*WHAT THE TASK REQUIRES*
Copy, word for word, the lines of the entries below between the one with "let sequence = slot.lock().await.alert.sequence;" and the one with "a retried sequence.", inclusive, and leave out everything else.

*DATA IN THIS EXERCISE*
* * * * * * *

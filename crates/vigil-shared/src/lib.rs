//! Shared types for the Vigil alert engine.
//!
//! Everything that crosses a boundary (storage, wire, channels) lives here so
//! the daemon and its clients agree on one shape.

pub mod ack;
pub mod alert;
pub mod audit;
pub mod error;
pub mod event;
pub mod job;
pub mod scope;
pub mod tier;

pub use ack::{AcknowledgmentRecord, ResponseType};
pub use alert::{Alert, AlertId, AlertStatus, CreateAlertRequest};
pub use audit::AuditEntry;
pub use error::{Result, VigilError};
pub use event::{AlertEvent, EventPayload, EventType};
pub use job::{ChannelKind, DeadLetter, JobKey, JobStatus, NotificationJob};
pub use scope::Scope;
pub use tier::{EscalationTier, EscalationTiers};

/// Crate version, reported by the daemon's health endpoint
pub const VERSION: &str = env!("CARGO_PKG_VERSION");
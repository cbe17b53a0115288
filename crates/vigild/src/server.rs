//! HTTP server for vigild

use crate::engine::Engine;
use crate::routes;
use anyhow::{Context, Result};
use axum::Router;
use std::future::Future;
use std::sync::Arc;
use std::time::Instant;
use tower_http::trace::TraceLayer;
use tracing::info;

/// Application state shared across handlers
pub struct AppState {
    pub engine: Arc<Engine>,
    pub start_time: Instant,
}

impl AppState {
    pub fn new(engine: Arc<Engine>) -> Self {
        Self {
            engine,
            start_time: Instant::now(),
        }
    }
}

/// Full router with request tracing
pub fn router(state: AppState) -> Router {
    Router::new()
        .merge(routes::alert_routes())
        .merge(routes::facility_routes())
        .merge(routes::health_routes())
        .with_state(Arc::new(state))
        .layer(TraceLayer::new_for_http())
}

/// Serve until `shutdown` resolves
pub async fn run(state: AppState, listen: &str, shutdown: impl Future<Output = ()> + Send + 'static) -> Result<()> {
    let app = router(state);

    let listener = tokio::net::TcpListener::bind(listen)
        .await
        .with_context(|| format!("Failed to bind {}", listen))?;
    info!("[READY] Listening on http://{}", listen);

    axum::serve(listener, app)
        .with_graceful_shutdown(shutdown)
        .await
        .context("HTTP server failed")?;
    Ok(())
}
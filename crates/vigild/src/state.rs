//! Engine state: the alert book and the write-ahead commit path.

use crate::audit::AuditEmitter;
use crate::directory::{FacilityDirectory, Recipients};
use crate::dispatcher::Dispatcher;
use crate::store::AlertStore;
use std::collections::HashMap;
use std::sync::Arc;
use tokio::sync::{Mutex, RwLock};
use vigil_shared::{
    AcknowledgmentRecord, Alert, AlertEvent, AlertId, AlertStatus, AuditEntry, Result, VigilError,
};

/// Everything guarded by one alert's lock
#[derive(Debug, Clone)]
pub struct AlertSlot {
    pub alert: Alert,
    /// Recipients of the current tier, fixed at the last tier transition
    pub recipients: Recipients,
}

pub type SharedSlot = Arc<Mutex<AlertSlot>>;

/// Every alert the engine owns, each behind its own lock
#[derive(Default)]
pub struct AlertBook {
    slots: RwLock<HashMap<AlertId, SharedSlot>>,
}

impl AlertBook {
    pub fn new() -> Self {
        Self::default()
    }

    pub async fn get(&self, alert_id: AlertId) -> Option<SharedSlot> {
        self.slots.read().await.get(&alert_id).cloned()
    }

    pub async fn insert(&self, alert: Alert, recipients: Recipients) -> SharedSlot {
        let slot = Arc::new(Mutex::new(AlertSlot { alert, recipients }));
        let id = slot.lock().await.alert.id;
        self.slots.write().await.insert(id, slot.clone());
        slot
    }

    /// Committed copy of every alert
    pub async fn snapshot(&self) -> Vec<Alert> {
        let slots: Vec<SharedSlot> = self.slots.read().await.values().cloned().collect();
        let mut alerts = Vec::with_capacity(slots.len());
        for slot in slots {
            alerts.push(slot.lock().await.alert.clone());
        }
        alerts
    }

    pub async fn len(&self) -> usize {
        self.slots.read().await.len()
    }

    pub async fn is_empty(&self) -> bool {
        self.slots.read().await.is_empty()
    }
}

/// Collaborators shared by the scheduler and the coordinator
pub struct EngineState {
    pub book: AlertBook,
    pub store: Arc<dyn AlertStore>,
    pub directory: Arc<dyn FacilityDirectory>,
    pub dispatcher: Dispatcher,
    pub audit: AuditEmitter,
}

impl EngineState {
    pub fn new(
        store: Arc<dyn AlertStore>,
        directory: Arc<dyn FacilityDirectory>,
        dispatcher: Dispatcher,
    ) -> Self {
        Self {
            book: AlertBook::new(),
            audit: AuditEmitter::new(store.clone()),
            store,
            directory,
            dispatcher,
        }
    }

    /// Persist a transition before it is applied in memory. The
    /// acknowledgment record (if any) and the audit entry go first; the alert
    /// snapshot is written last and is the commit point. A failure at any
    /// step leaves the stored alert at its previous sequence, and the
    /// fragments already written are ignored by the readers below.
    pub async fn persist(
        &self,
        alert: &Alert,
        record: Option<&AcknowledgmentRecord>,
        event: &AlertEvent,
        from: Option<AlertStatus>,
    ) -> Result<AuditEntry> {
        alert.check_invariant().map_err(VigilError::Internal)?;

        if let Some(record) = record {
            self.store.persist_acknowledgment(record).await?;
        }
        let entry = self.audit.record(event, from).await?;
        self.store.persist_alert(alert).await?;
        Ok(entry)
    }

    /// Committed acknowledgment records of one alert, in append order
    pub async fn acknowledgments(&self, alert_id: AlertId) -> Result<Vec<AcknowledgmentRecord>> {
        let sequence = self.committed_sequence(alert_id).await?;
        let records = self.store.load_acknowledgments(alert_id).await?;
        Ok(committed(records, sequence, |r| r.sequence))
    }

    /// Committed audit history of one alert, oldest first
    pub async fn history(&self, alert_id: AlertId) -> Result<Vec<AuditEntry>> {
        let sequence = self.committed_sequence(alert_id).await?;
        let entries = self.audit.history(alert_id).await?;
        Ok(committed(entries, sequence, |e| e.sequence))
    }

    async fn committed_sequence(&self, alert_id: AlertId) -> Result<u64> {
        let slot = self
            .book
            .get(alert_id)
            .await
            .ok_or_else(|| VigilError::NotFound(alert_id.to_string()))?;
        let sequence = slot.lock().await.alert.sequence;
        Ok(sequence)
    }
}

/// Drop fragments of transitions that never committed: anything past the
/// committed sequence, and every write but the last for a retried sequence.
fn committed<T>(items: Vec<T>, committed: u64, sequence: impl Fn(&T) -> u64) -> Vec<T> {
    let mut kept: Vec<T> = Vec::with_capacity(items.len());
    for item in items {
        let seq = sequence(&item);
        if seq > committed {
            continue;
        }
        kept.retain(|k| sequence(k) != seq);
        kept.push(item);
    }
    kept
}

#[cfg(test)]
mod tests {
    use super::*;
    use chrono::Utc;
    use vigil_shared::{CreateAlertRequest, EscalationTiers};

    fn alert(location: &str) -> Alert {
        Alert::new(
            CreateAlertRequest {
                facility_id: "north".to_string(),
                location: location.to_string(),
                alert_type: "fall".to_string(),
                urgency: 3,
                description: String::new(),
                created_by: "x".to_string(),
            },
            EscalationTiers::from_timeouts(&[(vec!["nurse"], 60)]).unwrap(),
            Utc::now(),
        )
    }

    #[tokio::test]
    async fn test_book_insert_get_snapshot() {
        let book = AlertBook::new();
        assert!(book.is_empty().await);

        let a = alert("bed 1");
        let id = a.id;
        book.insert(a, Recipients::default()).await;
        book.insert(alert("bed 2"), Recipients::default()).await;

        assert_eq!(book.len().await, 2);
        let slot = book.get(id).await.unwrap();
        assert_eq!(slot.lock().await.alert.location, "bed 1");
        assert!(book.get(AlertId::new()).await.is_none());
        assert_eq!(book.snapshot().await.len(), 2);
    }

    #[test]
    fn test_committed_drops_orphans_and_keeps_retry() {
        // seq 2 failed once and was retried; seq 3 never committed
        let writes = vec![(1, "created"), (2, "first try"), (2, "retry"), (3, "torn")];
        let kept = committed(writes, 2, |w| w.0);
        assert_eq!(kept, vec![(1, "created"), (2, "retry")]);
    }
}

* * * * * * *

*SOLUTION BELOW*
        let sequence = slot.lock().await.alert.sequence;
        Ok(sequence)
    }
}

/// Drop fragments of transitions that never committed: anything past the
/// committed sequence, and every write but the last for a retried sequence.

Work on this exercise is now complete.